Figure 3. Lysine substitutions in the third intracellular loop of Fpn interfere with hepcidin-induced Fpn endocytosis and cellular iron retention.

Stably transfected HEK293 cells were induced with Dox to express WT, K3R, K4R or del229-269 Fpn-GFP. Dox was washed off prior to adding hepcidin. A: Cells were treated with 1 μg/ml (360 nM) hepcidin and Fpn-GFP location assessed at 4 and 24 h by fluorescent microscopy. B: Cells were treated with indicated hepcidin concentrations. After 4 h, cell surface Fpn was detected by staining with anti-human Fpn Ab against an extracellular loop of Fpn (M1), followed by the secondary Ab conjugated to PE. Fluorescence was quantified by flow cytometry and expressed as % fluorescence of untreated samples. Each point represents the mean and standard deviation of 3 independent experiments.

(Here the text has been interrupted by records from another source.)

// SPDX-License-Identifier: BUSL-1.1
// Copyright (c) 2026 Alfred Jean LLC

use std::path::PathBuf;
use std::time::Duration;

use clap::Parser;
use serde::{Deserialize, Serialize};

/// Default access-token cookie name.
pub const DEFAULT_TOKEN_COOKIE: &str = "token";

/// Default refresh-token cookie name.
pub const DEFAULT_REFRESH_COOKIE: &str = "refreshToken";

/// Default maximum characters stored in a single cookie cell.
pub const DEFAULT_CHUNK_CHARS: usize = 4000;

/// Tuning knobs for the session lifecycle (field → env var → compiled default).
#[derive(Debug, Clone, clap::Args, Serialize, Deserialize)]
#[serde(default)]
pub struct SessionConfig {
    /// Delay before the first token inspection, in milliseconds.
    #[arg(long, default_value_t = 1000, env = "TEMPO_INIT_DELAY_MS")]
    pub init_delay_ms: u64,

    /// Refresh immediately at start when the token expires within this many seconds.
    #[arg(long, default_value_t = 300, env = "TEMPO_NEAR_EXPIRY_SECS")]
    pub near_expiry_secs: u64,

    /// Retries after the first failed refresh call.
    #[arg(long, default_value_t = 3, env = "TEMPO_MAX_ATTEMPTS")]
    pub max_attempts: u32,

    /// Base backoff between refresh retries, in milliseconds.
    #[arg(long, default_value_t = 1000, env = "TEMPO_BASE_BACKOFF_MS")]
    pub base_backoff_ms: u64,

    /// Short bounded retry after a transient refresh failure, in seconds.
    #[arg(long, default_value_t = 30, env = "TEMPO_RETRY_DELAY_SECS")]
    pub retry_delay_secs: u64,

    /// Lifetime assumed when a token lacks `iat`/`exp`, in seconds.
    #[arg(long, default_value_t = 24 * 3600, env = "TEMPO_FALLBACK_LIFETIME_SECS")]
    pub fallback_lifetime_secs: u64,

    /// Maximum characters per cookie cell before the token is chunked.
    #[arg(long, default_value_t = DEFAULT_CHUNK_CHARS, env = "TEMPO_CHUNK_CHARS")]
    pub chunk_chars: usize,

    /// Access-token cookie name.
    #[arg(long, default_value = DEFAULT_TOKEN_COOKIE, env = "TEMPO_TOKEN_COOKIE")]
    pub token_cookie: String,

    /// Refresh-token cookie name.
    #[arg(long, default_value = DEFAULT_REFRESH_COOKIE, env = "TEMPO_REFRESH_COOKIE")]
    pub refresh_cookie: String,

    /// Domain of the primary cookie copy. Host-only when unset.
    #[arg(long, env = "TEMPO_COOKIE_DOMAIN")]
    pub cookie_domain: Option<String>,

    /// Extra domains that receive a copy of the access token (comma-separated).
    #[arg(long, value_delimiter = ',', env = "TEMPO_MIRROR_DOMAINS")]
    pub mirror_domains: Vec<String>,
}

impl Default for SessionConfig {
    fn default() -> Self {
        Self {
            init_delay_ms: 1000,
            near_expiry_secs: 300,
            max_attempts: 3,
            base_backoff_ms: 1000,
            retry_delay_secs: 30,
            fallback_lifetime_secs: 24 * 3600,
            chunk_chars: DEFAULT_CHUNK_CHARS,
            token_cookie: DEFAULT_TOKEN_COOKIE.to_owned(),
            refresh_cookie: DEFAULT_REFRESH_COOKIE.to_owned(),
            cookie_domain: None,
            mirror_domains: vec![],
        }
    }
}

impl SessionConfig {
    pub fn validate(&self) -> anyhow::Result<()> {
        if self.chunk_chars == 0 {
            anyhow::bail!("--chunk-chars must be at least 1");
        }
        if self.token_cookie.is_empty() || self.refresh_cookie.is_empty() {
            anyhow::bail!("cookie names must not be empty");
        }
        if self.token_cookie == self.refresh_cookie {
            anyhow::bail!("--token-cookie and --refresh-cookie must differ");
        }
        if self.fallback_lifetime_secs == 0 {
            anyhow::bail!("--fallback-lifetime-secs must be positive");
        }
        Ok(())
    }

    pub fn init_delay(&self) -> Duration {
        Duration::from_millis(self.init_delay_ms)
    }

    pub fn near_expiry(&self) -> Duration {
        Duration::from_secs(self.near_expiry_secs)
    }

    pub fn base_backoff(&self) -> Duration {
        Duration::from_millis(self.base_backoff_ms)
    }

    pub fn retry_delay(&self) -> Duration {
        Duration::from_secs(self.retry_delay_secs)
    }

    pub fn fallback_lifetime(&self) -> Duration {
        Duration::from_secs(self.fallback_lifetime_secs)
    }
}

/// Keeps a dashboard session alive by refreshing its bearer token.
#[derive(Debug, Parser)]
#[command(name = "tempo-session", version, about)]
pub struct DaemonConfig {
    /// Cookie jar file shared with the host.
    #[arg(long, env = "TEMPO_JAR")]
    pub jar: PathBuf,

    /// Token refresh endpoint.
    #[arg(long, env = "TEMPO_REFRESH_URL")]
    pub refresh_url: String,

    /// HTTP request timeout for the refresh call, in seconds.
    #[arg(long, default_value_t = 30, env = "TEMPO_HTTP_TIMEOUT_SECS")]
    pub http_timeout_secs: u64,

    /// Log format (json or text).
    #[arg(long, env = "TEMPO_LOG_FORMAT", default_value = "text")]
    pub log_format: String,

    /// Log level (trace, debug, info, warn, error).
    #[arg(long, env = "TEMPO_LOG_LEVEL", default_value = "info")]
    pub log_level: String,

    #[command(flatten)]
    pub session: SessionConfig,
}

impl DaemonConfig {
    pub fn validate(&self) -> anyhow::Result<()> {
        self.session.validate()?;
        if !self.refresh_url.starts_with("http://") && !self.refresh_url.starts_with("https://") {
            anyhow::bail!("--refresh-url must be an http(s) URL");
        }
        match self.log_format.as_str() {
            "json" | "text" => {}
            other => anyhow::bail!("invalid log format: {other}"),
        }
        Ok(())
    }

    pub fn http_timeout(&self) -> Duration {
        Duration::from_secs(self.http_timeout_secs)
    }
}

#[cfg(test)]
#[path = "config_tests.rs"]
mod tests;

Each of the mutant curves (K3R, K4R or DEL) significantly differed from the WT (p<0.001, two-way ANOVA). C: Cells expressing WT or mutant Fpn-GFP were incubated without or with 0.2 μg/ml (72 nM) hepcidin for 24 h. Cell lysates were assayed for ferritin. Fold increase in ferritin after hepcidin treatment is shown as a mean and standard deviation of at least 6 separate measurements. *p=0.003 and **p=0.001 by Mann-Whitney Rank Sum Test for the comparison of the hepcidin-treated mutant with the hepcidin-treated WT cells. For K3R, K4R or DEL mutants, no significant difference in ferritin levels was observed between hepcidin-treated or untreated cells.